Immigrants Contribute More to Irish Public Finances Than Native-Born Population, ESRI Finds
Immigrants in Ireland make a larger net fiscal contribution to public services than those born in the country, according to a comprehensive study published by the Economic and Social Research Institute (ESRI). The report, which analyzed data from 2019, found that while immigrants and Irish-born residents have similar rates of welfare receipt, the immigrant population’s younger age profile and higher labor force participation rate result in a more positive net impact on the state’s fiscal balance.
How the fiscal contribution is calculated
The ESRI defines fiscal contribution as the difference between the taxes and social insurance contributions paid by an individual and the value of the public services and welfare benefits they receive. Because immigrants in Ireland are, on average, younger than the native population, they are more likely to be in the active workforce and less likely to be drawing on state pensions or health services associated with an aging demographic. According to the ESRI, this structural difference creates a consistent net positive for the exchequer, as these individuals contribute to the tax base while placing lower demands on age-related public spending.

Is there a difference in welfare dependency?
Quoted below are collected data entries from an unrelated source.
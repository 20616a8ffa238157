//! Bill Splitting
//!
//! Groups a shared cart's items by contributor and sums each
//! contributor's subtotal. Pure: no I/O, no rounding.

use std::collections::HashMap;

use crate::models::{Contributor, LineItem};

/// Identity used to group items. Email (case-insensitive) when present,
/// name otherwise.
#[derive(Debug, Clone, PartialEq, Eq, Hash)]
pub enum ContributorKey {
    Email(String),
    Name(String),
}

impl ContributorKey {
    pub fn of(contributor: &Contributor) -> Self {
        let email = contributor.email.trim();
        if email.is_empty() {
            ContributorKey::Name(contributor.name.clone())
        } else {
            ContributorKey::Email(email.to_lowercase())
        }
    }
}

/// One contributor's share of a shared cart
#[derive(Debug, Clone, PartialEq)]
pub struct SplitEntry {
    /// First-seen name wins when the same email arrives with different names
    pub contributor: Contributor,
    pub items: Vec<LineItem>,
    pub subtotal: f64,
}

/// Per-contributor split, in order of first appearance
#[derive(Debug, Clone, Default, PartialEq)]
pub struct Split {
    entries: Vec<SplitEntry>,
}

impl Split {
    pub fn entries(&self) -> &[SplitEntry] {
        &self.entries
    }

    pub fn is_empty(&self) -> bool {
        self.entries.is_empty()
    }

    pub fn len(&self) -> usize {
        self.entries.len()
    }

    pub fn get(&self, key: &ContributorKey) -> Option<&SplitEntry> {
        self.entries
            .iter()
            .find(|entry| &ContributorKey::of(&entry.contributor) == key)
    }

    /// Sum of all subtotals; covers attributed items only
    pub fn total(&self) -> f64 {
        self.entries.iter().fold(0.0, |acc, entry| acc + entry.subtotal)
    }
}

/// Single pass over `items`; unattributed items are skipped.
pub fn split_by_contributor(items: &[LineItem]) -> Split {
    let mut index: HashMap<ContributorKey, usize> = HashMap::new();
    let mut entries: Vec<SplitEntry> = Vec::new();

    for item in items {
        let Some(contributor) = &item.added_by else {
            continue;
        };
        let key = ContributorKey::of(contributor);
        let slot = *index.entry(key).or_insert_with(|| {
            entries.push(SplitEntry {
                contributor: contributor.clone(),
                items: Vec::new(),
                subtotal: 0.0,
            });
            entries.len() - 1
        });
        let entry = &mut entries[slot];
        entry.subtotal += item.line_total();
        entry.items.push(item.clone());
    }

    Split { entries }
}

/// Σ price × quantity over attributed items
pub fn attributed_total(items: &[LineItem]) -> f64 {
    items
        .iter()
        .filter(|item| item.added_by.is_some())
        .map(LineItem::line_total)
        .fold(0.0, |acc, x| acc + x)
}

#[cfg(test)]
mod tests {
    use super::*;

    fn alice() -> Contributor {
        Contributor::new("Alice", "alice@x.com")
    }

    fn bob() -> Contributor {
        Contributor::new("Bob", "bob@x.com")
    }

    fn email(s: &str) -> ContributorKey {
        ContributorKey::Email(s.to_string())
    }

    #[test]
    fn test_two_contributors() {
        let items = vec![
            LineItem::new("A", "Rice", 100.0, 2).with_contributor(alice()),
            LineItem::new("B", "Oil", 150.0, 1).with_contributor(bob()),
        ];
        let split = split_by_contributor(&items);

        assert_eq!(split.len(), 2);
        assert_eq!(split.get(&email("alice@x.com")).unwrap().subtotal, 200.0);
        assert_eq!(split.get(&email("bob@x.com")).unwrap().subtotal, 150.0);
        assert_eq!(split.total(), 350.0);
    }

    #[test]
    fn test_unattributed_item_excluded() {
        let items = vec![
            LineItem::new("A", "Rice", 100.0, 2).with_contributor(alice()),
            LineItem::new("X", "Mystery", 999.0, 3),
        ];
        let split = split_by_contributor(&items);

        assert_eq!(split.len(), 1);
        let entry = split.get(&email("alice@x.com")).unwrap();
        assert!(entry.items.iter().all(|i| i.item_id != "X"));
        assert_eq!(split.total(), 200.0);
        assert_eq!(attributed_total(&items), 200.0);
    }

    #[test]
    fn test_empty_input() {
        let split = split_by_contributor(&[]);
        assert!(split.is_empty());
        assert_eq!(split.total(), 0.0);
        assert!(split.total().is_sign_positive());
        assert!(attributed_total(&[]).is_sign_positive());
    }

    #[test]
    fn test_grouping_ignores_order() {
        let forward = vec![
            LineItem::new("A", "Rice", 100.0, 1).with_contributor(alice()),
            LineItem::new("B", "Oil", 150.0, 1).with_contributor(bob()),
            LineItem::new("C", "Salt", 20.0, 4).with_contributor(alice()),
        ];
        let mut reversed = forward.clone();
        reversed.reverse();

        for items in [forward, reversed] {
            let split = split_by_contributor(&items);
            let entry = split.get(&email("alice@x.com")).unwrap();
            assert_eq!(entry.items.len(), 2);
            assert_eq!(entry.subtotal, 180.0);
        }
    }

    #[test]
    fn test_same_email_different_names_merge_first_name_wins() {
        let items = vec![
            LineItem::new("A", "Rice", 10.0, 1).with_contributor(Contributor::new("Alice", "alice@x.com")),
            LineItem::new("B", "Oil", 5.0, 1).with_contributor(Contributor::new("Ally", "alice@x.com")),
        ];
        let split = split_by_contributor(&items);

        assert_eq!(split.len(), 1);
        assert_eq!(split.entries()[0].contributor.name, "Alice");
        assert_eq!(split.entries()[0].subtotal, 15.0);
    }

    #[test]
    fn test_email_case_does_not_split_contributor() {
        let items = vec![
            LineItem::new("A", "Rice", 10.0, 1).with_contributor(Contributor::new("Alice", "Alice@X.com")),
            LineItem::new("B", "Oil", 5.0, 1).with_contributor(Contributor::new("Alice", " alice@x.com ")),
        ];
        let split = split_by_contributor(&items);

        assert_eq!(split.len(), 1);
        assert_eq!(split.get(&email("alice@x.com")).unwrap().subtotal, 15.0);
        assert_eq!(split.entries()[0].contributor.email, "Alice@X.com");
    }

    #[test]
    fn test_name_fallback_without_email() {
        let guest = Contributor::new("Guest", "");
        let items = vec![
            LineItem::new("A", "Rice", 10.0, 1).with_contributor(guest.clone()),
            LineItem::new("B", "Oil", 5.0, 2).with_contributor(guest),
        ];
        let split = split_by_contributor(&items);
        let entry = split.get(&ContributorKey::Name("Guest".to_string())).unwrap();
        assert_eq!(entry.subtotal, 20.0);
    }

    #[test]
    fn test_name_key_does_not_collide_with_email_key() {
        let items = vec![
            LineItem::new("A", "Rice", 1.0, 1).with_contributor(Contributor::new("bob@x.com", "")),
            LineItem::new("B", "Oil", 2.0, 1).with_contributor(bob()),
        ];
        assert_eq!(split_by_contributor(&items).len(), 2);
    }

    #[test]
    fn test_entries_in_first_appearance_order() {
        let items = vec![
            LineItem::new("B", "Oil", 150.0, 1).with_contributor(bob()),
            LineItem::new("A", "Rice", 100.0, 2).with_contributor(alice()),
        ];
        let names: Vec<_> = split_by_contributor(&items)
            .entries()
            .iter()
            .map(|e| e.contributor.name.clone())
            .collect();
        assert_eq!(names, vec!["Bob", "Alice"]);
    }

    #[test]
    fn test_negative_values_pass_through() {
        let items = vec![
            LineItem::new("A", "Refund", -50.0, 1).with_contributor(alice()),
            LineItem::new("B", "Rice", 100.0, -1).with_contributor(alice()),
        ];
        assert_eq!(split_by_contributor(&items).total(), -150.0);
    }

    #[test]
    fn test_no_rounding() {
        let items = vec![
            LineItem::new("A", "Gum", 0.1, 1).with_contributor(alice()),
            LineItem::new("B", "Mint", 0.2, 1).with_contributor(alice()),
        ];
        assert_eq!(split_by_contributor(&items).total(), 0.1 + 0.2);
    }

    #[test]
    fn test_subtotals_sum_to_attributed_total() {
        let carol = Contributor::new("Carol", "carol@x.com");
        let items: Vec<LineItem> = (0..30)
            .map(|i| {
                let item = LineItem::new(format!("i{i}"), "Thing", (i * 7 % 13) as f64 + 0.5, (i % 4) + 1);
                match i % 4 {
                    0 => item.with_contributor(alice()),
                    1 => item.with_contributor(bob()),
                    2 => item.with_contributor(carol.clone()),
                    _ => item,
                }
            })
            .collect();

        let split = split_by_contributor(&items);
        assert_eq!(split.len(), 3);
        assert!((split.total() - attributed_total(&items)).abs() < 1e-9);
    }
}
The study explicitly refutes the notion that immigrants are more reliant on the state’s social safety net. Researchers found no systematic difference in the likelihood of claiming welfare benefits between immigrants and the Irish-born population once variables such as age, education, and household composition are accounted for. Data from the ESRI analysis indicates that for most cohorts, the probability of receiving social welfare payments is statistically indistinguishable between the two groups. Where minor variations appear, they are typically linked to specific socio-economic factors rather than nationality or place of birth.
Why the age profile matters for the Irish economy
The Irish economy currently faces long-term fiscal pressure from an aging population, which increases costs for pensions and healthcare. The ESRI report highlights that immigration acts as a demographic buffer. By bringing younger, working-age people into the economy, the state broadens its tax base. This mechanism helps to stabilize public finances, as these workers contribute to the social insurance fund, which supports the delivery of essential services for the entire population.
Comparison of fiscal impact
The following table summarizes the key findings regarding the fiscal and social behavior of immigrants versus the Irish-born population as reported by the ESRI:

| Category | Immigrant Population | Irish-Born Population |
|---|---|---|
| Age Profile | Skewed toward younger, working age | Older average age |
| Welfare Receipt | No systematic difference found | Standard participation rates |
| Net Fiscal Impact | Higher net contribution | Lower net contribution |
What the findings mean for future policy
The ESRI research provides a factual counter-narrative to debates regarding the economic “burden” of immigration. By demonstrating that immigrants are net contributors to the state’s bottom line, the report suggests that migration plays a critical role in maintaining the sustainability of Irish public services. Moving forward, policymakers can rely on these findings to assess how immigration levels influence the long-term fiscal health of the state, particularly as the government navigates the challenge of funding public infrastructure for a growing and changing population.